Dimenticate le piazze affollate e le code infinite. Mentre l’Italia segna il record storico di presenze turistiche, superando i 479 milioni nel 2025, emerge un nuovo modo di viaggiare. Si chiama Luminous Destinations: l’iniziativa di Visit Italy presentata alla BIT 2026 che premia i territori capaci di accogliere senza autodistruggersi.
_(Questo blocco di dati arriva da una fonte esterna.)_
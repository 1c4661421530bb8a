/*
MIT License
Copyright (c)  Germán Molina
Permission is hereby granted, free of charge, to any person obtaining a copy
of this software and associated documentation files (the "Software"), to deal
in the Software without restriction, including without limitation the rights
to use, copy, modify, merge, publish, distribute, sublicense, and/or sell
copies of the Software, and to permit persons to whom the Software is
furnished to do so, subject to the following conditions:
The above copyright notice and this permission notice shall be included in all
copies or substantial portions of the Software.
THE SOFTWARE IS PROVIDED "AS IS", WITHOUT WARRANTY OF ANY KIND, EXPRESS OR
IMPLIED, INCLUDING BUT NOT LIMITED TO THE WARRANTIES OF MERCHANTABILITY,
FITNESS FOR A PARTICULAR PURPOSE AND NONINFRINGEMENT. IN NO EVENT SHALL THE
AUTHORS OR COPYRIGHT HOLDERS BE LIABLE FOR ANY CLAIM, DAMAGES OR OTHER
LIABILITY, WHETHER IN AN ACTION OF CONTRACT, TORT OR OTHERWISE, ARISING FROM,
OUT OF OR IN CONNECTION WITH THE SOFTWARE OR THE USE OR OTHER DEALINGS IN THE
SOFTWARE.
*/

use crate::state_accessors;
use crate::{Float, StateElementField};
use serde::{Deserialize, Serialize};

/// A volume of air with homogeneous temperature and humidity. It is
/// often an actual room enclosed by walls, but it can also lump
/// several well-mixed rooms together.
///
/// Rooms own their [`crate::BoundarySurface`]s: every surface names
/// exactly one room on its interior side.
///
/// ## Example (in `.json`)
/// ```json
/// {
///     "name": "Living room",
///     "volume": 62.5,
///     "furniture_sensible_capacity": 150000,
///     "ventilation_rate": 0.02
/// }
/// ```
#[derive(Debug, Clone, Serialize, Deserialize, Default)]
#[serde(deny_unknown_fields)]
pub struct Room {
    /// The name of the room
    pub name: String,

    /// The volume of the room, in m3
    pub volume: Float,

    /// The sensible heat capacity of the furniture, lumped into the
    /// air node, in J/K
    #[serde(default)]
    pub furniture_sensible_capacity: Float,

    /// The moisture buffering capacity of the furniture, lumped into
    /// the air node, in kg of air-equivalent mass
    #[serde(default)]
    pub furniture_moisture_capacity: Float,

    /// The mechanical ventilation flow, in m3/s, always active
    #[serde(default)]
    pub ventilation_rate: Float,

    /// The extra ventilation flow through the open window, in m3/s,
    /// active while the room is in `StopOpen` mode
    #[serde(default)]
    pub window_ventilation_rate: Float,

    #[serde(skip)]
    air_temperature: StateElementField,

    #[serde(skip)]
    air_moisture: StateElementField,

    #[serde(skip)]
    operating_mode: StateElementField,

    #[serde(skip)]
    sensible_load: StateElementField,

    #[serde(skip)]
    latent_load: StateElementField,
}

impl Room {
    /// Creates a new room of a certain volume
    pub fn new<S: Into<String>>(name: S, volume: Float) -> Self {
        Self {
            name: name.into(),
            volume,
            ..Self::default()
        }
    }

    state_accessors!(
        air_temperature,
        set_air_temperature_index,
        air_temperature_index,
        air_temperature,
        set_air_temperature
    );

    state_accessors!(
        air_moisture,
        set_air_moisture_index,
        air_moisture_index,
        air_moisture,
        set_air_moisture
    );

    state_accessors!(
        operating_mode,
        set_operating_mode_index,
        operating_mode_index,
        operating_mode,
        set_operating_mode
    );

    state_accessors!(
        sensible_load,
        set_sensible_load_index,
        sensible_load_index,
        sensible_load,
        set_sensible_load
    );

    state_accessors!(
        latent_load,
        set_latent_load_index,
        latent_load_index,
        latent_load,
        set_latent_load
    );
}

/***********/
/* TESTING */
/***********/

#[cfg(test)]
mod testing {
    use super::*;
    use crate::{SimulationStateElement, SimulationStateHeader};

    #[test]
    fn test_accessors() -> Result<(), String> {
        let room = Room::new("Studio", 31.5);
        assert!(room.air_temperature_index().is_none());

        let mut header = SimulationStateHeader::new();
        let i = header.push(SimulationStateElement::RoomAirTemperature(0), 22.0);
        room.set_air_temperature_index(i)?;
        assert_eq!(room.air_temperature_index(), Some(i));

        let mut state = header.take_values().ok_or("no values")?;
        assert!((room.air_temperature(&state).ok_or("unmapped")? - 22.0).abs() < 1e-9);
        room.set_air_temperature(&mut state, 18.0)?;
        assert!((room.air_temperature(&state).ok_or("unmapped")? - 18.0).abs() < 1e-9);

        // unmapped fields complain when written
        assert!(room.set_sensible_load(&mut state, 100.).is_err());
        Ok(())
    }

    #[test]
    fn test_serde() -> Result<(), String> {
        let mut hardcoded_ref = Room::new("Living room", 62.5);
        hardcoded_ref.furniture_sensible_capacity = 150_000.;
        hardcoded_ref.ventilation_rate = 0.02;

        let from_json5: Room = json5::from_str(
            "{
            name: 'Living room',
            volume: 62.5,
            furniture_sensible_capacity: 150000,
            ventilation_rate: 0.02,
        }",
        )
        .map_err(|e| e.to_string())?;
        assert_eq!(
            format!("{:?}", hardcoded_ref),
            format!("{:?}", from_json5)
        );

        let rust_json = serde_json::to_string(&hardcoded_ref).map_err(|e| e.to_string())?;
        let from_serialized: Room = serde_json::from_str(&rust_json).map_err(|e| e.to_string())?;
        assert_eq!(
            format!("{:?}", hardcoded_ref),
            format!("{:?}", from_serialized)
        );
        Ok(())
    }
}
Il paradosso del Belpaese: troppi turisti, ma solo in pochi posti
Il nuovo report dell’Osservatorio Turismo parla chiaro: l’Italia ha il più alto livello di saturazione turistica d’Europa. Eppure, esiste un 99% di territorio che resta fuori dai grandi flussi e che custodisce l’anima autentica del Paese. La sfida lanciata da Ruben Santopietro, CEO di Visit Italy, è un cambio di paradigma: “Se cresce il benessere delle comunità, cresce anche la qualità dell’esperienza per chi viaggia”.
Le 10 perle da scoprire nel 2026
Ecco le destinazioni selezionate per il loro equilibrio perfetto tra cultura, sostenibilità e gestione dei flussi:
- Arezzo (Toscana): Dove l’arte rinascimentale vive nelle mani degli artigiani.
- Castelsaraceno (Basilicata): Il borgo che unisce natura e ingegneria mozzafiato.
- Monreale (Sicilia): Oltre il Duomo UNESCO, un viaggio nella spiritualità.
- Viterbo (Lazio): Il fascino medievale intatto e il relax delle terme.
- Cingoli (Marche): Il celebre “balcone delle Marche” per chi ama il turismo lento.
- Oratino (Molise): Un presidio di musica e scultura nel cuore del borgo.
- Genova (Liguria): L’autenticità dei caruggi e del porto, lontano dai cliché.
- Livigno (Lombardia): La regina delle Alpi per mobilità dolce e accoglienza green.
- Borutta (Sardegna): Il silenzio della Sardegna interna tra abbazie e archeologia.
- Gerace (Calabria): Storia e artigianato nel cuore dell’Aspromonte.
Come sta cambiando il viaggiatore moderno
I dati mostrano un’evoluzione profonda: il turista “mordi e fuggi” sta lasciando il posto a viaggiatori che restano più a lungo (media di 3,6 notti) e spendono di più, con una media di 930 euro a persona.
Cresce anche l’uso della tecnologia: il 65% prenota online (dato che schizza al 79% tra i Gen Z) e un turista su tre si affida già all’Intelligenza Artificiale per pianificare l’itinerario perfetto.